Indépendance et service public de la justice

Nous reproduisons ici notre réponse à la proposition de contribution des ateliers thématiques statut et missions, et organisation de la justice, dont les lettres de mission figurent en pièces jointes. 

 

Messieurs les premiers présidents, 

Nous vous remercions pour cette proposition d'audition, que nous allons cependant décliner, pour plusieurs raisons. 

Nous estimons que la construction de ces états généraux - qui a eu lieu dans le plus grand secret - a été pensée dans le dessein de promouvoir les projets de la majorité en place et du ministre de la justice en leur donnant faussement l'apparence d'orientations demandées par les citoyens après une consultation associant les professionnels. Nous avons analysé avec précision cette construction - programmatique - dans plusieurs communications que vous retrouverez en pièce jointe. 
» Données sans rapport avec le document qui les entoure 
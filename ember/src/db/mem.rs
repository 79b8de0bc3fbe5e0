// This file is Copyright its original authors, visible in version control
// history.
//
// This file is licensed under the Apache License, Version 2.0 <LICENSE-APACHE
// or http://www.apache.org/licenses/LICENSE-2.0> or the MIT license
// <LICENSE-MIT or http://opensource.org/licenses/MIT>, at your option.
// You may not use this file except in accordance with one or both of these
// licenses.

//! In-memory database backends. Used by the test suite, and a reasonable template for a real
//! backend: each store demonstrates the open-with-version-check-and-migrate contract the disk
//! backends must follow.

use crate::db::{AuditDb, AuditEvent, ChannelsDb, DbError, FeeratesDb, FeeratesRow, FeeratesRowV1, PaymentEvent, PaymentsDb, migrate_feerates_v1_to_v2};
use crate::ln::{ChannelId, PaymentHash};
use crate::util::ser::{Readable, Writeable};

use std::collections::HashMap;
use std::io::Cursor;

/// In-memory channels store.
#[derive(Default)]
pub struct MemChannelsDb {
	channels: HashMap<ChannelId, Vec<u8>>,
}

impl MemChannelsDb {
	/// An empty store.
	pub fn new() -> Self {
		MemChannelsDb { channels: HashMap::new() }
	}
}

impl ChannelsDb for MemChannelsDb {
	fn add_or_update_channel(&mut self, channel_id: &ChannelId, state_blob: &[u8]) -> Result<(), DbError> {
		self.channels.insert(*channel_id, state_blob.to_vec());
		Ok(())
	}

	fn get_channel(&self, channel_id: &ChannelId) -> Result<Option<Vec<u8>>, DbError> {
		Ok(self.channels.get(channel_id).cloned())
	}

	fn remove_channel(&mut self, channel_id: &ChannelId) -> Result<(), DbError> {
		self.channels.remove(channel_id);
		Ok(())
	}

	fn list_channels(&self) -> Result<Vec<(ChannelId, Vec<u8>)>, DbError> {
		Ok(self.channels.iter().map(|(id, blob)| (*id, blob.clone())).collect())
	}
}

/// In-memory payments store.
#[derive(Default)]
pub struct MemPaymentsDb {
	payments: Vec<PaymentEvent>,
}

impl MemPaymentsDb {
	/// An empty store.
	pub fn new() -> Self {
		MemPaymentsDb { payments: Vec::new() }
	}
}

fn event_hash(event: &PaymentEvent) -> &PaymentHash {
	match event {
		PaymentEvent::Sent { payment_hash, .. } => payment_hash,
		PaymentEvent::Received { payment_hash, .. } => payment_hash,
		PaymentEvent::Failed { payment_hash } => payment_hash,
	}
}

impl PaymentsDb for MemPaymentsDb {
	fn add_payment(&mut self, event: PaymentEvent) -> Result<(), DbError> {
		self.payments.push(event);
		Ok(())
	}

	fn list_payments(&self, payment_hash: &PaymentHash) -> Result<Vec<PaymentEvent>, DbError> {
		Ok(self.payments.iter().filter(|e| event_hash(e) == payment_hash).cloned().collect())
	}
}

/// In-memory audit store.
#[derive(Default)]
pub struct MemAuditDb {
	/// Every recorded event, in insertion order.
	pub events: Vec<AuditEvent>,
}

impl MemAuditDb {
	/// An empty store.
	pub fn new() -> Self {
		MemAuditDb { events: Vec::new() }
	}
}

impl AuditDb for MemAuditDb {
	fn add_event(&mut self, event: AuditEvent) -> Result<(), DbError> {
		self.events.push(event);
		Ok(())
	}
}

/// In-memory feerates store, demonstrating the versioned-open contract: a stored image older
/// than [`MemFeeratesDb::CURRENT_VERSION`] is migrated step by step, a newer one is fatal.
#[derive(Debug)]
pub struct MemFeeratesDb {
	row: Option<FeeratesRow>,
}

impl MemFeeratesDb {
	/// The newest schema version this code reads and writes.
	pub const CURRENT_VERSION: u32 = 2;

	/// An empty store at the current version.
	pub fn new() -> Self {
		MemFeeratesDb { row: None }
	}

	/// Opens a stored image: the version from the `versions` table plus the serialized row, if
	/// any. Older versions are migrated forward; a newer version refuses to open.
	pub fn open(stored_version: u32, stored_row: Option<Vec<u8>>) -> Result<Self, DbError> {
		if stored_version > Self::CURRENT_VERSION {
			return Err(DbError::FutureVersion { db: "feerates", stored: stored_version, current: Self::CURRENT_VERSION });
		}
		let row = match stored_row {
			None => None,
			Some(blob) => {
				let mut version = stored_version;
				let mut row_v1: Option<FeeratesRowV1> = None;
				let mut row_v2: Option<FeeratesRow> = None;
				match version {
					1 => row_v1 = Some(Readable::read(&mut Cursor::new(blob))?),
					2 => row_v2 = Some(Readable::read(&mut Cursor::new(blob))?),
					v => {
						debug_assert!(v == 1 || v == 2);
						return Err(DbError::Decode(crate::ln::msgs::DecodeError::UnknownVersion));
					},
				}
				while version < Self::CURRENT_VERSION {
					match version {
						1 => {
							row_v2 = Some(migrate_feerates_v1_to_v2(row_v1.take().expect("set by the version match above")));
						},
						_ => unreachable!("no migration step registered"),
					}
					version += 1;
				}
				row_v2
			},
		};
		Ok(MemFeeratesDb { row })
	}

	/// The stored image of this db: its version and serialized row, as [`Self::open`] expects.
	pub fn image(&self) -> (u32, Option<Vec<u8>>) {
		(Self::CURRENT_VERSION, self.row.as_ref().map(|r| r.encode()))
	}
}

impl FeeratesDb for MemFeeratesDb {
	fn set_feerates(&mut self, row: FeeratesRow) -> Result<(), DbError> {
		self.row = Some(row);
		Ok(())
	}

	fn get_feerates(&self) -> Result<Option<FeeratesRow>, DbError> {
		Ok(self.row.clone())
	}
}

#[cfg(test)]
mod tests {
	use super::*;

	#[test]
	fn channels_round_trip() {
		let mut db = MemChannelsDb::new();
		let id = ChannelId([7; 32]);
		db.add_or_update_channel(&id, &[1, 2, 3]).unwrap();
		assert_eq!(db.get_channel(&id).unwrap(), Some(vec![1, 2, 3]));
		db.add_or_update_channel(&id, &[4, 5]).unwrap();
		assert_eq!(db.get_channel(&id).unwrap(), Some(vec![4, 5]));
		assert_eq!(db.list_channels().unwrap().len(), 1);
		db.remove_channel(&id).unwrap();
		assert_eq!(db.get_channel(&id).unwrap(), None);
	}

	#[test]
	fn feerates_v1_image_is_migrated_on_open() {
		let v1 = FeeratesRowV1 {
			blocks_1: 10000, blocks_2: 8000, blocks_6: 6000, blocks_12: 4000,
			blocks_36: 2000, blocks_72: 1000, blocks_144: 500,
		};
		let db = MemFeeratesDb::open(1, Some(v1.encode())).unwrap();
		let row = db.get_feerates().unwrap().unwrap();
		assert_eq!(row.blocks_1, 10000);
		assert_eq!(row.blocks_1008, 500);
	}

	#[test]
	fn feerates_future_version_is_fatal() {
		assert_eq!(
			MemFeeratesDb::open(3, None).unwrap_err(),
			DbError::FutureVersion { db: "feerates", stored: 3, current: 2 },
		);
	}

	#[test]
	fn feerates_current_version_round_trips() {
		let mut db = MemFeeratesDb::new();
		let row = FeeratesRow {
			blocks_1: 1, blocks_2: 2, blocks_6: 6, blocks_12: 12,
			blocks_36: 36, blocks_72: 72, blocks_144: 144, blocks_1008: 1008,
		};
		db.set_feerates(row.clone()).unwrap();
		let (version, image) = db.image();
		let reopened = MemFeeratesDb::open(version, image).unwrap();
		assert_eq!(reopened.get_feerates().unwrap(), Some(row));
	}
}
Dans ces conditions, nous avons demandé audience auprès du comité indépendant, qui sera le réceptacle des contributions (précédemment orientées par la chancellerie, puis, pour les contributions individuelles, filtrées et résumées par un prestataire privé, et pour les contributions thématiques fusionnées selon des modalités inconnues dans les "ateliers de convergence" avec des citoyens triés sur le volet) et l'instance d'élaboration des propositions finales, afin de développer ces critiques sur la méthodologie et de faire part de nos fondamentaux sur le fond. 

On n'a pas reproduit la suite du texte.